Una vista del centro di Lagos, da Wikipedia.

In quest’ottica, allora, bisogna capire che cosa è davvero utile all’Africa: per esempio, servono i programmi di scambio per trasferire conoscenza, aiutando gli africani a studiare qui per poi tornare e creare sviluppo al loro Paese; e programmi di aiuto e di investimento diretto, che pure già esistono (solo tramite l’OECD nel 2014 sono transitati verso l’Africa 28 miliardi di dollari di aiuti bilaterali, ma si può fare molto di più).

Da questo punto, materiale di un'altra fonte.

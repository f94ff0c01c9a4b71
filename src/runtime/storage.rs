use async_trait::async_trait;
use serde_json::Value;
use uuid::Uuid;
use anyhow::Result;
use dashmap::DashMap;
use std::collections::HashMap;

/// Process variable storage.
#[async_trait]
pub trait StateStore: Send + Sync {
    async fn get_var(&self, process_id: Uuid, key: &str) -> Result<Option<Value>>;
    async fn set_var(&self, process_id: Uuid, key: &str, value: Value) -> Result<()>;
    async fn init_instance(&self, process_id: Uuid, initial_vars: HashMap<String, Value>) -> Result<()>;
    /// Used for building node scopes and evaluating expressions.
    async fn get_all_vars(&self, process_id: Uuid) -> Result<HashMap<String, Value>>;
}

pub struct InMemoryStateStore {
    // Map<ProcessId, Map<VarKey, Value>>
    vars: DashMap<Uuid, DashMap<String, Value>>,
}

impl InMemoryStateStore {
    pub fn new() -> Self {
        Self {
            vars: DashMap::new(),
        }
    }
}

impl Default for InMemoryStateStore {
    fn default() -> Self {
        Self::new()
    }
}

#[async_trait]
impl StateStore for InMemoryStateStore {
    async fn get_var(&self, process_id: Uuid, key: &str) -> Result<Option<Value>> {
        if let Some(proc_vars) = self.vars.get(&process_id) {
            Ok(proc_vars.get(key).map(|v| v.value().clone()))
        } else {
            Ok(None)
        }
    }

    async fn set_var(&self, process_id: Uuid, key: &str, value: Value) -> Result<()> {
        let proc_vars = self.vars.entry(process_id).or_default();
        proc_vars.insert(key.to_string(), value);
        Ok(())
    }

    async fn init_instance(&self, process_id: Uuid, initial_vars: HashMap<String, Value>) -> Result<()> {
        let proc_vars = DashMap::new();
        for (k, v) in initial_vars {
            proc_vars.insert(k, v);
        }
        self.vars.insert(process_id, proc_vars);
        Ok(())
    }

    async fn get_all_vars(&self, process_id: Uuid) -> Result<HashMap<String, Value>> {
        if let Some(proc_vars) = self.vars.get(&process_id) {
            Ok(proc_vars
                .iter()
                .map(|item| (item.key().clone(), item.value().clone()))
                .collect())
        } else {
            Ok(HashMap::new())
        }
    }
}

Al contrario, prendere il maggior numero possibile di maschi dell’Africa sub-sahariana per portarli a fare gli schiavi qui, a svolgere lavori sottopagati o in nero sperando di risparmiare qualcosa da mandare alla famiglia, non solo non serve all’Africa, ma la impoverisce; la priva delle forze fisiche e intellettuali per sostenere il proprio sviluppo. E’, se ci fate caso, una nuova forma di colonialismo, in cui oltre alle materie prime si fa razzia anche di lavoratori; e non è poi così diversa dall’antica tratta degli schiavi, né per dinamiche di sfruttamento dei viaggi e delle persone una volta giunte da noi, né per mortalità negli spostamenti.

Del resto, gli stessi migranti vengono in Europa attirati dalla pressione combinata dei media e dei trafficanti di esseri umani, che promettono ricchezza facile e immediata. Diversi di loro, una volta giunti in Europa, dicono apertamente che è tutto molto diverso da come se l’erano immaginato, che restano per non subire la vergogna del ritorno a mani vuote, ma che se avessero saputo non sarebbero partiti (qui un articolo di esempio).

Le seconde due ipotesi sono altrettanto intrise di paternalismo bianco e di senso di colpa (un classico delle culture cattoliche) verso l’africano, trattato come un bambino scemo che non sarà mai in grado di difendersi o di decidere per se stesso, mentre l’italiano deve scusarsi anche solo di esistere. A parte che non ho scelto io di nascere italiano e dunque non capisco perché dovrei scusarmi o vergognarmi di esserlo, lo sviluppo dell’Africa e la redistribuzione a tutti gli abitanti della relativa ricchezza sono frenati proprio dal fatto che i popoli africani non hanno il pieno controllo delle proprie democrazie, in parte per l’interferenza continua delle nazioni europee, e in parte perché si scelgono (anche quando possono votare) governi corrotti e formati per dinamiche tribali, in cui una piccola elite vive in villoni di lusso alle spalle dei loro fratelli (non che gli italiani, peraltro, siano tanto più bravi a scegliersi governanti onesti).

Ora, l’interferenza delle nazioni europee si elimina smettendo di interferire, e non interferendo al punto da promuovere l’emigrazione di massa della popolazione; e il processo di maturazione democratica, come ci insegnano i fallimenti dei tentativi di “esportare la democrazia”, può avvenire solo in maniera endogena.

Io credo quindi che il modo corretto di relazionarsi con gli Stati africani sia da pari a pari, mettendosi a disposizione per aiutare ad eliminare la povertà sul loro territorio: il “piano Merkel” di cui parlava anche il blog di Grillo. Eppure, noi al momento abbiamo un premier che considera il presidente kenyano un tale incapace da presentarsi in visita ufficiale a casa sua, dentro il palazzo presidenziale, con un enorme e ben visibile giubbotto antiproiettile, come se in Africa si rischiasse la vita a ogni passo, persino nei momenti di massima solennità. E poi i razzisti saremmo noi del Movimento…

In conclusione, l’immigrazione è un fenomeno epocale, che già in passato ha segnato la Storia e che nessuno si illude di poter fermare solo con una legge o con un muro, ma che non si può nemmeno rinunciare a gestire, negli aspetti positivi come in quelli negativi. E’ un fenomeno che scuote le nostre società dalle fondamenta, perché ci costringe a pensare a che mondo vogliamo costruire, e a come renderlo prospero e pacifico. Proprio queste, quelle di alto livello e di lungo periodo, sono le vere questioni di cui dobbiamo dibattere urgentemente; e questo dovremo fare nel prossimo futuro.